Zogbhi led the study reported in PNAS. To make some sense out of MeCP2’s widespread DNA binding pattern, first author Lin Chen and colleagues expressed a fully functional, GFP-tagged MeCP2 in mice lacking any other copy of the gene. They then closely monitored the protein’s binding across the genome using chromatin immunoprecipitation. In addition to binding mCG, MeCP2 also associated strongly with genes containing the highest levels of mCH.

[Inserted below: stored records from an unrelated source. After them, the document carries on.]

use super::traits::{
    AnalysisRepository, AnalysisTypeRepository, DonorRepository, FileRepository,
    SampleRepository, SpecimenRepository, StudyRepository, UploadRepository,
};

#[derive(Default)]
struct Tables {
    studies: HashMap<String, Study>,
    uploads: HashMap<String, UploadRecord>,
    analysis_types: Vec<AnalysisType>,
    analyses: HashMap<String, Analysis>,
    analysis_samples: HashMap<String, Vec<String>>,
    donors: HashMap<String, Donor>,
    specimens: HashMap<String, Specimen>,
    samples: HashMap<String, Sample>,
    files: BTreeMap<String, FileRecord>,
}

/// Shared in-memory store; clones see the same data.
#[derive(Clone, Default)]
pub struct InMemoryStore {
    tables: Arc<RwLock<Tables>>,
}

impl InMemoryStore {
    pub fn new() -> Self {
        Self::default()
    }
}

impl Tables {
    /// Rejects files whose object id or name repeats within the batch, or whose
    /// object id is held by a file of another analysis.
    fn check_file_keys(&self, analysis_id: &str, files: &[FileRecord]) -> Result<(), AppError> {
        let mut object_ids = HashSet::new();
        let mut names = HashSet::new();
        for file in files {
            let taken = self
                .files
                .get(&file.object_id)
                .is_some_and(|existing| existing.analysis_id != analysis_id);
            if taken || !object_ids.insert(file.object_id.as_str()) {
                return Err(AppError::DuplicateRecord {
                    entity: "file",
                    id: file.object_id.clone(),
                });
            }
            if !names.insert(file.file_name.as_str()) {
                return Err(AppError::DuplicateRecord {
                    entity: "file",
                    id: format!("{}/{}", analysis_id, file.file_name),
                });
            }
        }
        Ok(())
    }
}

#[async_trait]
impl StudyRepository for InMemoryStore {
    async fn create(&self, study: &Study) -> Result<(), AppError> {
        let mut tables = self.tables.write().await;
        if tables.studies.contains_key(&study.study_id) {
            return Err(AppError::StudyAlreadyExists(study.study_id.clone()));
        }
        tables
            .studies
            .insert(study.study_id.clone(), study.clone());
        Ok(())
    }

    async fn read(&self, study_id: &str) -> Result<Option<Study>, AppError> {
        Ok(self.tables.read().await.studies.get(study_id).cloned())
    }

    async fn exists(&self, study_id: &str) -> Result<bool, AppError> {
        Ok(self.tables.read().await.studies.contains_key(study_id))
    }
}

#[async_trait]
impl UploadRepository for InMemoryStore {
    async fn create(&self, upload: &UploadRecord) -> Result<(), AppError> {
        let mut tables = self.tables.write().await;
        if let Some(analysis_id) = &upload.analysis_id {
            let taken = tables.uploads.values().any(|existing| {
                existing.study_id == upload.study_id
                    && existing.analysis_id.as_deref() == Some(analysis_id.as_str())
            });
            if taken {
                return Err(AppError::UploadConflict {
                    study_id: upload.study_id.clone(),
                    analysis_id: analysis_id.clone(),
                });
            }
        }
        if tables.uploads.contains_key(&upload.upload_id) {
            return Err(AppError::Internal(format!(
                "upload id '{}' generated twice",
                upload.upload_id
            )));
        }
        tables
            .uploads
            .insert(upload.upload_id.clone(), upload.clone());
        Ok(())
    }

    async fn read(&self, upload_id: &str) -> Result<Option<UploadRecord>, AppError> {
        Ok(self.tables.read().await.uploads.get(upload_id).cloned())
    }

    async fn update(&self, upload: &UploadRecord) -> Result<u64, AppError> {
        let mut tables = self.tables.write().await;
        match tables.uploads.get_mut(&upload.upload_id) {
            Some(existing) => {
                existing.analysis_id = upload.analysis_id.clone();
                existing.state = upload.state;
                existing.payload = upload.payload.clone();
                existing.replaced_payload = upload.replaced_payload.clone();
                existing.errors = upload.errors.clone();
                existing.validated_type = upload.validated_type.clone();
                existing.updated_at = upload.updated_at;
                Ok(1)
            }
            None => Ok(0),
        }
    }

    async fn record_validation(
        &self,
        upload_id: &str,
        payload: &str,
        state: UploadState,
        errors: &[String],
        validated_type: Option<&AnalysisTypeKey>,
    ) -> Result<u64, AppError> {
        let mut tables = self.tables.write().await;
        match tables.uploads.get_mut(upload_id) {
            Some(existing) if existing.payload == payload && existing.state.is_pending() => {
                existing.state = state;
                existing.errors = errors.to_vec();
                existing.validated_type = validated_type.cloned();
                existing.updated_at = Utc::now();
                Ok(1)
            }
            _ => Ok(0),
        }
    }

    async fn mark_saved(
        &self,
        upload_id: &str,
        payload: &str,
        retain_replaced: bool,
    ) -> Result<u64, AppError> {
        let mut tables = self.tables.write().await;
        match tables.uploads.get_mut(upload_id) {
            Some(existing) if existing.payload == payload && existing.state.is_saveable() => {
                existing.state = UploadState::Saved;
                existing.errors.clear();
                if !retain_replaced {
                    existing.replaced_payload = None;
                }
                existing.updated_at = Utc::now();
                Ok(1)
            }
            _ => Ok(0),
        }
    }

    async fn delete(&self, upload_id: &str) -> Result<u64, AppError> {
        let removed = self.tables.write().await.uploads.remove(upload_id);
        Ok(u64::from(removed.is_some()))
    }

    async fn find_by_business_key(
        &self,
        study_id: &str,
        analysis_id: &str,
    ) -> Result<Vec<UploadRecord>, AppError> {
        let tables = self.tables.read().await;
        Ok(tables
            .uploads
            .values()
            .filter(|u| u.study_id == study_id && u.analysis_id.as_deref() == Some(analysis_id))
            .cloned()
            .collect())
    }

    async fn list_by_study(
        &self,
        study_id: &str,
        state: Option<UploadState>,
    ) -> Result<Vec<UploadRecord>, AppError> {
        let tables = self.tables.read().await;
        let mut uploads: Vec<UploadRecord> = tables
            .uploads
            .values()
            .filter(|u| u.study_id == study_id && state.map_or(true, |s| u.state == s))
            .cloned()
            .collect();
        uploads.sort_by(|a, b| {
            a.created_at
                .cmp(&b.created_at)
                .then_with(|| a.upload_id.cmp(&b.upload_id))
        });
        Ok(uploads)
    }
}

fn compare_types(
    a: &AnalysisType,
    b: &AnalysisType,
    orders: &[AnalysisTypeSortOrder],
    direction: SortDirection,
) -> Ordering {
    let mut ordering = Ordering::Equal;
    for order in orders {
        let next = match order {
            AnalysisTypeSortOrder::Name => a.name.cmp(&b.name),
            AnalysisTypeSortOrder::Version => a.version.cmp(&b.version),
        };
        let next = match direction {
            SortDirection::Asc => next,
            SortDirection::Desc => next.reverse(),
        };
        ordering = ordering.then(next);
    }
    ordering
        .then_with(|| a.name.cmp(&b.name))
        .then_with(|| a.version.cmp(&b.version))
}

#[async_trait]
impl AnalysisTypeRepository for InMemoryStore {
    async fn register(&self, name: &str, schema: &JsonValue) -> Result<AnalysisType, AppError> {
        let mut tables = self.tables.write().await;
        let next_version = tables
            .analysis_types
            .iter()
            .filter(|t| t.name == name)
            .map(|t| t.version)
            .max()
            .unwrap_or(0)
            + 1;
        let analysis_type = AnalysisType {
            name: name.to_string(),
            version: next_version,
            schema: Some(schema.clone()),
            created_at: Utc::now(),
        };
        tables.analysis_types.push(analysis_type.clone());
        Ok(analysis_type)
    }

    async fn read(
        &self,
        name: &str,
        version: Option<i32>,
    ) -> Result<Option<AnalysisType>, AppError> {
        let tables = self.tables.read().await;
        let mut matches = tables.analysis_types.iter().filter(|t| t.name == name);
        let found = match version {
            Some(version) => matches.find(|t| t.version == version),
            None => matches.max_by_key(|t| t.version),
        };
        Ok(found.cloned())
    }

    async fn list(
        &self,
        query: &AnalysisTypeQuery,
    ) -> Result<(Vec<AnalysisType>, i64), AppError> {
        let tables = self.tables.read().await;
        let mut matches: Vec<AnalysisType> = tables
            .analysis_types
            .iter()
            .filter(|t| query.names.is_empty() || query.names.contains(&t.name))
            .filter(|t| query.versions.is_empty() || query.versions.contains(&t.version))
            .cloned()
            .collect();
        let total = matches.len() as i64;

        let orders = query.effective_sort_orders();
        matches.sort_by(|a, b| compare_types(a, b, &orders, query.sort_direction));

        let items = matches
            .into_iter()
            .skip(usize::try_from(query.offset).unwrap_or(0))
            .take(usize::try_from(query.limit).unwrap_or(0))
            .collect();
        Ok((items, total))
    }
}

Did MeCP2 binding to mCH regulate gene expression? To find out, the researchers compared transcriptome data from adult wild type mice, MeCP2 knockout mice, or mice overexpressing MeCP2. Transcriptional regulation in the hypothalamus, a region thought to be involved in Rett symptoms, was like two sides of a coin. Genes that were turned up in the knockouts were turned down in the mice overexpressing MeCP2, and vice versa. Surprisingly, whether or not a gene’s expression was regulated by MeCP2 did not depend on its mCG content; rather, genes with high levels of mCH tended to be most affected by alterations in MeCP2 expression.

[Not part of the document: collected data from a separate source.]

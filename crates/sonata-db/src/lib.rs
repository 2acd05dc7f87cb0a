//! Sonata DB Library
//!
//! Repository traits and their PostgreSQL and in-memory implementations for
//! studies, uploads, analysis types, analyses, biospecimens and files.

pub mod db;
pub mod setup;

pub use db::*;
pub use db::transaction::TransactionGuard;
pub use setup::setup_database;
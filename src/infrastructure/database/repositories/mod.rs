//! Database repository implementations
//!
//! Per-aggregate SeaORM repositories + unified RepositoryProvider.

pub mod car_repository;
pub mod customer_repository;
pub mod rental_repository;
pub mod repository_provider;
pub mod reservation_repository;

pub use repository_provider::SeaOrmRepositoryProvider;
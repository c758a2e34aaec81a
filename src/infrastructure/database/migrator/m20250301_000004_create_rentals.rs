//! Create rentals table

use sea_orm_migration::prelude::*;

use super::m20250301_000001_create_cars::Cars;
use super::m20250301_000003_create_reservations::Reservations;

#[derive(DeriveMigrationName)]
pub struct Migration;

#[async_trait::async_trait]
impl MigrationTrait for Migration {
    async fn up(&self, manager: &SchemaManager) -> Result<(), DbErr> {
        manager
            .create_table(
                Table::create()
                    .table(Rentals::Table)
                    .if_not_exists()
                    .col(ColumnDef::new(Rentals::Id).uuid().not_null().primary_key())
                    .col(
                        ColumnDef::new(Rentals::ReservationId)
                            .uuid()
                            .not_null()
                            .unique_key(),
                    )
                    .col(ColumnDef::new(Rentals::CustomerId).uuid().not_null())
                    .col(ColumnDef::new(Rentals::CarId).uuid().not_null())
                    .col(ColumnDef::new(Rentals::KmOut).big_integer().not_null())
                    .col(ColumnDef::new(Rentals::FuelOut).string_len(16).not_null())
                    .col(
                        ColumnDef::new(Rentals::PickedUpAt)
                            .timestamp_with_time_zone()
                            .not_null(),
                    )
                    .col(ColumnDef::new(Rentals::KmIn).big_integer())
                    .col(ColumnDef::new(Rentals::FuelIn).string_len(16))
                    .col(ColumnDef::new(Rentals::ReturnedAt).timestamp_with_time_zone())
                    .foreign_key(
                        ForeignKey::create()
                            .name("fk_rentals_reservation")
                            .from(Rentals::Table, Rentals::ReservationId)
                            .to(Reservations::Table, Reservations::Id)
                            .on_delete(ForeignKeyAction::Restrict),
                    )
                    .foreign_key(
                        ForeignKey::create()
                            .name("fk_rentals_car")
                            .from(Rentals::Table, Rentals::CarId)
                            .to(Cars::Table, Cars::Id)
                            .on_delete(ForeignKeyAction::Restrict),
                    )
                    .to_owned(),
            )
            .await?;

        manager
            .create_index(
                Index::create()
                    .name("idx_rentals_car")
                    .table(Rentals::Table)
                    .col(Rentals::CarId)
                    .to_owned(),
            )
            .await
    }

    async fn down(&self, manager: &SchemaManager) -> Result<(), DbErr> {
        manager
            .drop_table(Table::drop().table(Rentals::Table).to_owned())
            .await
    }
}

#[derive(Iden)]
pub enum Rentals {
    Table,
    Id,
    ReservationId,
    CustomerId,
    CarId,
    KmOut,
    FuelOut,
    PickedUpAt,
    KmIn,
    FuelIn,
    ReturnedAt,
}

MeCP2 does not always downregulate genes, however. Researchers previously reported that expression of brain derived neurotrophic factor (BDNF) wanes in MeCP2 knockout mice, and that overexpressing the trophin relieves Rett-like symptoms in these animals (see Chang et al., 2006). What makes BDNF different? Chen and colleagues found that six-week old mice harbored more mCH at the BDNF gene than three-week old mice, and that MeCP2 bound to these mCH sequences. The researchers hypothesized that MeCP2 then upregulates the BDNF gene during development, but mutated MeCP2 does not. This could explain some symptoms of Rett syndrome. They did not test if mutated versions of MeCP2 bound BDNF mCH sequences.

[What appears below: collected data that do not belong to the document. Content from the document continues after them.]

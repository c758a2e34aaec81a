//! # Car Rental Service
//!
//! Reservations and rentals for a fleet of cars grouped into categories.
//!
//! ## Architecture
//!
//! The project follows Clean Architecture principles:
//!
//! - **domain**: Aggregates (car, customer, reservation, rental), the rental
//!   period value type, the capacity conflict policy and repository traits
//! - **application**: Use cases orchestrating the aggregates
//! - **infrastructure**: SeaORM/SQLite persistence and in-memory storage
//! - **shared**: Error taxonomy and shutdown signalling
//! - **server**: Runtime bootstrap used by the CLI

pub mod application;
pub mod config;
pub mod domain;
pub mod infrastructure;
pub mod server;
pub mod shared;

pub use config::{default_config_path, AppConfig, ConfigError};

// Re-export database types for easy access
pub use infrastructure::{
    init_database, DatabaseConfig, InMemoryRepositoryProvider, SeaOrmRepositoryProvider,
};

pub use shared::errors::{AppError, AppResult, DomainError, ErrorKind, InfraError};
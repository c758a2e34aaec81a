//! Application layer: use cases orchestrating the domain aggregates.

pub mod ports;
pub mod services;

pub use ports::{ConfirmedReservation, ReservationFacade};
pub use services::{
    start_reservation_expiry_task, CreateReservation, FleetService, PickupRental, RegisterCar,
    RegisterCustomer, RentalService, ReservationService, ReservationSettings, ReturnRental,
};
//! Customer aggregate

pub mod model;
pub mod repository;

pub use model::Customer;
pub use repository::CustomerRepository;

Researchers led by Michael Greenberg of Harvard Medical School tackled the mystery of MeCP2 gene regulation from a different angle. As described in the Nature paper, first author Harrison Gabel started by looking for commonalities between genes that were turned up or down in MeCP2 knockout mice. Genes downregulated in MeCP2 knockout mice, including BDNF, seemed to share no trait. However, Gabel found that a much larger subset of genes was upregulated in the knockouts and that these were five times longer, on average, than a typical gene. Long genes tend to be more actively transcribed in brain than short genes. The same pattern surfaced when the researchers referenced MeCP2-regulated gene lists produced by several other labs. Gabel found that in MeCP2 knockout mice the expression of long genes increased as the mice aged from four to nine weeks old. Mouse lines expressing MeCP2 mutants that cause Rett syndrome also upregulated long genes, and this correlated with the severity of the symptoms. Many of these long genes encoded proteins involved in neuronal functions, such as axon guidance, calcium signaling, and synapse formation.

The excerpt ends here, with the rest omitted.